BLAIRSVILLE, Ga. – During the Union County Board of Education (BOE) work session Tuesday, Feb. 20, Dr. Fred Rayfield, superintendent for Union County Schools, delivered an update on school security and safety procedures in the wake of the recent school shooting in Florida.

Rayfield stated there are three non-negotiable duties for which all employees of Union County Schools are responsible: teach students, protect students and act ethically and professionally.

The superintendent clarified that all security and safety plans and protocols for Union County Schools have been approved by the state and Georgia Emergency Management Agency (GEMA), and Union County has been used as a model for other north Georgia school systems to follow.

Dr. Fred Rayfield, superintendent of Union County Schools, updates the Board of Education on school safety and security policies and measures Tuesday, Feb. 20.

“Every aspect is reviewed annually,” Rayfield said of the school system’s security and safety policies. “Safety enhancements and additions are an ongoing priority.”

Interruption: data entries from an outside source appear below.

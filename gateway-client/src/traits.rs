use crate::error::{RequestError, Result};
use crate::pagination::{ListQuery, Page};
use std::future::Future;

/// Trait for list-fetching functions driven by a [`crate::list::ListController`]
///
/// `context_id` names the owning resource (usually a gateway id) and may be
/// empty for top-level lists.
pub trait ListFetcher<T>: Send + Sync {
    fn fetch(
        &self,
        context_id: &str,
        query: ListQuery,
    ) -> impl Future<Output = std::result::Result<Page<T>, RequestError>> + Send;
}

impl<T, F, Fut> ListFetcher<T> for F
where
    F: Fn(String, ListQuery) -> Fut + Send + Sync,
    Fut: Future<Output = std::result::Result<Page<T>, RequestError>> + Send,
{
    fn fetch(
        &self,
        context_id: &str,
        query: ListQuery,
    ) -> impl Future<Output = std::result::Result<Page<T>, RequestError>> + Send {
        self(context_id.to_string(), query)
    }
}

/// Trait for configuration validation
pub trait ConfigValidator: Send + Sync {
    type Config;

    /// Validate configuration
    fn validate(&self, config: &Self::Config) -> Result<()>;
}
use crate::pagination::DEFAULT_PAGE_SIZE;
use serde::{Deserialize, Serialize};
use std::collections::HashMap;

/// Default request timeout in seconds
pub const DEFAULT_TIMEOUT_SECONDS: u64 = 30;

/// Main configuration structure for the gateway console
///
/// Built once at startup and handed to every component that needs it.
#[derive(Debug, Clone, Deserialize, Serialize)]
pub struct ConsoleConfig {
    /// Management API settings
    pub api: ApiConfig,
    /// Login service settings
    pub login: LoginConfig,
    /// List pagination settings
    #[serde(default)]
    pub pagination: PaginationConfig,
}

/// Management API connection settings
#[derive(Debug, Clone, Deserialize, Serialize)]
pub struct ApiConfig {
    /// Base URL of the management API, e.g. `https://apigw.example.com/api/v1`
    pub base_url: String,
    /// Request timeout in seconds
    pub timeout_seconds: Option<u64>,
    /// Headers applied to all requests
    pub headers: Option<HashMap<String, String>>,
    /// Bearer token sent as `Authorization`
    pub token: Option<String>,
}

/// Login service settings
#[derive(Debug, Clone, Deserialize, Serialize)]
pub struct LoginConfig {
    /// Login page URL used when a session expires
    pub url: String,
    /// Public URL of the console itself, round-tripped through the login page
    pub site_url: String,
}

/// Pagination defaults for list views
#[derive(Debug, Clone, Deserialize, Serialize)]
pub struct PaginationConfig {
    /// Page size used when a list is created without an explicit limit
    pub default_limit: u64,
}

impl Default for PaginationConfig {
    fn default() -> Self {
        Self {
            default_limit: DEFAULT_PAGE_SIZE,
        }
    }
}

impl ApiConfig {
    /// Effective request timeout
    pub fn timeout_seconds(&self) -> u64 {
        self.timeout_seconds.unwrap_or(DEFAULT_TIMEOUT_SECONDS)
    }
}
//! Test doubles for the console surfaces and list fetchers.

pub mod mocks;

pub use mocks::{MockFetcher, RecordingNavigator, RecordingNotifier};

Currently, according to Rayfield, Union County Schools employ three school resource officers (SROs) from the Union County Sheriff’s Office as well as two security officers and one security guard who mans the guard shack at Union County High School.

Additionally, other system-wide safety features include a required picture ID for all school system employees, security cameras inside and outside of facilities, security cameras on buses, thorough visitor sign-in processes, secure “buzz-through” main entry points at facilities, 24/7 monitoring of electronic threats and messages on social media and other online outlets, and on-site panic buttons.

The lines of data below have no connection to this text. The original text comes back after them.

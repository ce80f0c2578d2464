/// Surface able to leave the console for another page
pub trait Navigator: Send + Sync {
    /// Location the user is currently looking at
    fn current_href(&self) -> String;

    /// Move the user to `url`
    fn navigate(&self, url: &str);
}

/// Build the login page URL that returns to `current_href` after login
///
/// The current location is appended as-is.
pub fn login_redirect_url(login_url: &str, current_href: &str) -> String {
    format!("{}/?c_url={}", login_url.trim_end_matches('/'), current_href)
}
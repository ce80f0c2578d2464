use gateway_client::{ConsoleError, RequestError};
use thiserror::Error;

/// Errors surfaced by `apigw` commands
#[derive(Debug, Error)]
pub enum CliError {
    #[error("terminal I/O failed: {0}")]
    Io(#[from] std::io::Error),

    #[error(transparent)]
    Console(#[from] ConsoleError),

    #[error(transparent)]
    Request(#[from] RequestError),

    #[error("prompt failed: {0}")]
    Prompt(#[from] dialoguer::Error),

    #[error("{0}")]
    Message(String),

    #[error("{context}: {source}")]
    Context {
        context: String,
        source: Box<CliError>,
    },
}

pub type Result<T> = std::result::Result<T, CliError>;

impl CliError {
    /// Prefix the error with what the command was doing
    pub fn context<C: Into<String>>(self, context: C) -> Self {
        Self::Context {
            context: context.into(),
            source: Box::new(self),
        }
    }

    /// Text printed after `Error:` when a command fails
    pub fn user_message(&self) -> String {
        match self {
            Self::Console(ConsoleError::Request(err)) | Self::Request(err) => describe_request(err),
            Self::Console(ConsoleError::ConfigNotFound { path }) => format!(
                "No configuration at {}. Run `apigw init` to create one",
                path.display()
            ),
            Self::Context { context, source } => format!("{context}: {}", source.user_message()),
            other => other.to_string(),
        }
    }
}

fn describe_request(err: &RequestError) -> String {
    match err.code {
        401 => "Login required. Log in and run the command again".to_string(),
        403 => format!("Permission denied: {}", err.message),
        0 => format!("Could not reach the management API: {}", err.message),
        code => format!("Request failed ({code}): {}", err.message),
    }
}

/// Attach command context to any error convertible into [`CliError`]
pub trait ResultExt<T> {
    fn with_context<C, F>(self, context: F) -> Result<T>
    where
        C: Into<String>,
        F: FnOnce() -> C;
}

impl<T, E: Into<CliError>> ResultExt<T> for std::result::Result<T, E> {
    fn with_context<C, F>(self, context: F) -> Result<T>
    where
        C: Into<String>,
        F: FnOnce() -> C,
    {
        self.map_err(|err| {
            let err: CliError = err.into();
            err.context(context())
        })
    }
}
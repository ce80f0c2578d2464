use super::{ListRequest, run_list};
use crate::app::App;
use crate::cli::PluginAction;
use crate::error::Result;
use gateway_client::Filter;
use gateway_client::api::plugins;

pub async fn execute(app: &App, action: PluginAction) -> Result<()> {
    match action {
        PluginAction::List {
            gateway_id,
            code,
            paging,
        } => {
            let filter = Filter::new();
            if let Some(code) = code {
                filter.set("code", code);
            }
            run_list(
                app,
                plugins::lister(&app.client),
                ListRequest {
                    title: format!("Plugin bindings of gateway {}", gateway_id),
                    context_id: gateway_id.to_string(),
                    filter,
                    paging,
                    search_key: Some("code"),
                },
            )
            .await
        }
    }
}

Rayfield explained the school system has spent over $715,000 over the last five years on these and other safety enhancements for schools, which averages to $271 a student spent for safety and security measures.

“I can assure you,” Rayfield told the audience at the meeting, “that there are some things in place here that make me feel very good about where we’re at with security and that we’re making progress toward getting better … I believe that we do everything that we can to protect kids no matter what the situation, and I applaud the (BOE) for appropriating the resources over the last three to five years .”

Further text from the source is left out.